[Collected data]
---------------

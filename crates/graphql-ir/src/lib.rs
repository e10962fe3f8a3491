//! A minimal representation of a GraphQL type graph, together with the
//! machinery to build one on demand from typed identifiers and to prune
//! generated types that ended up empty.

pub mod ast;
pub mod schema;
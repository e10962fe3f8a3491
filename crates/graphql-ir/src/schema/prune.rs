use super::*;

/// Deletes generated types that carry no information: input objects whose
/// remaining fields all refer back to the type itself (logical combinators),
/// and enums with no values. Deleting a type also deletes every input field
/// and every field argument that referenced it, which may in turn empty other
/// types, so the pass runs to a fixed point. Output objects, interfaces,
/// unions and scalars are never deleted.
pub fn prune_empty_types<S: SchemaContext>(schema: &mut Schema<S>) {
    loop {
        let dead: BTreeSet<ast::TypeName> = schema
            .types
            .iter()
            .filter_map(|(type_name, type_info)| match type_info {
                TypeInfo::InputObject(input_object) => {
                    let substantive_fields = input_object
                        .fields
                        .values()
                        .filter(|field| field.field_type.underlying_type() != type_name)
                        .count();
                    (substantive_fields == 0).then(|| type_name.clone())
                }
                TypeInfo::Enum(enum_type) => {
                    enum_type.values.is_empty().then(|| type_name.clone())
                }
                TypeInfo::Scalar(_)
                | TypeInfo::Object(_)
                | TypeInfo::Interface(_)
                | TypeInfo::Union(_) => None,
            })
            .collect();

        if dead.is_empty() {
            return;
        }

        schema.types.retain(|type_name, _| !dead.contains(type_name));

        for type_info in schema.types.values_mut() {
            match type_info {
                TypeInfo::InputObject(input_object) => {
                    input_object
                        .fields
                        .retain(|_, field| !dead.contains(field.field_type.underlying_type()));
                }
                TypeInfo::Object(object) => drop_dangling_arguments(&mut object.fields, &dead),
                TypeInfo::Interface(interface) => {
                    drop_dangling_arguments(&mut interface.fields, &dead);
                }
                TypeInfo::Scalar(_) | TypeInfo::Enum(_) | TypeInfo::Union(_) => {}
            }
        }
    }
}

fn drop_dangling_arguments<S: SchemaContext>(
    fields: &mut BTreeMap<ast::Name, Field<S>>,
    dead: &BTreeSet<ast::TypeName>,
) {
    for field in fields.values_mut() {
        field
            .arguments
            .retain(|_, argument| !dead.contains(argument.field_type.underlying_type()));
    }
}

---------------

• **Task to complete**:
Output the records again in full. Keep every character as written.

• **Solution below**:
filename crates/graphql-ir/src/lib.rs
repository e10962fe3f8a3491
//! A minimal representation of a GraphQL type graph, together with the
//! machinery to build one on demand from typed identifiers and to prune
//! generated types that ended up empty.

pub mod ast;
pub mod schema;
repository e10962fe3f8a3491
filename crates/graphql-ir/src/schema/prune.rs
use super::*;

/// Deletes generated types that carry no information: input objects whose
/// remaining fields all refer back to the type itself (logical combinators),
/// and enums with no values. Deleting a type also deletes every input field
/// and every field argument that referenced it, which may in turn empty other
/// types, so the pass runs to a fixed point. Output objects, interfaces,
/// unions and scalars are never deleted.
pub fn prune_empty_types<S: SchemaContext>(schema: &mut Schema<S>) {
    loop {
        let dead: BTreeSet<ast::TypeName> = schema
            .types
            .iter()
            .filter_map(|(type_name, type_info)| match type_info {
                TypeInfo::InputObject(input_object) => {
                    let substantive_fields = input_object
                        .fields
                        .values()
                        .filter(|field| field.field_type.underlying_type() != type_name)
                        .count();
                    (substantive_fields == 0).then(|| type_name.clone())
                }
                TypeInfo::Enum(enum_type) => {
                    enum_type.values.is_empty().then(|| type_name.clone())
                }
                TypeInfo::Scalar(_)
                | TypeInfo::Object(_)
                | TypeInfo::Interface(_)
                | TypeInfo::Union(_) => None,
            })
            .collect();

        if dead.is_empty() {
            return;
        }

        schema.types.retain(|type_name, _| !dead.contains(type_name));

        for type_info in schema.types.values_mut() {
            match type_info {
                TypeInfo::InputObject(input_object) => {
                    input_object
                        .fields
                        .retain(|_, field| !dead.contains(field.field_type.underlying_type()));
                }
                TypeInfo::Object(object) => drop_dangling_arguments(&mut object.fields, &dead),
                TypeInfo::Interface(interface) => {
                    drop_dangling_arguments(&mut interface.fields, &dead);
                }
                TypeInfo::Scalar(_) | TypeInfo::Enum(_) | TypeInfo::Union(_) => {}
            }
        }
    }
}

fn drop_dangling_arguments<S: SchemaContext>(
    fields: &mut BTreeMap<ast::Name, Field<S>>,
    dead: &BTreeSet<ast::TypeName>,
) {
    for field in fields.values_mut() {
        field
            .arguments
            .retain(|_, argument| !dead.contains(argument.field_type.underlying_type()));
    }
}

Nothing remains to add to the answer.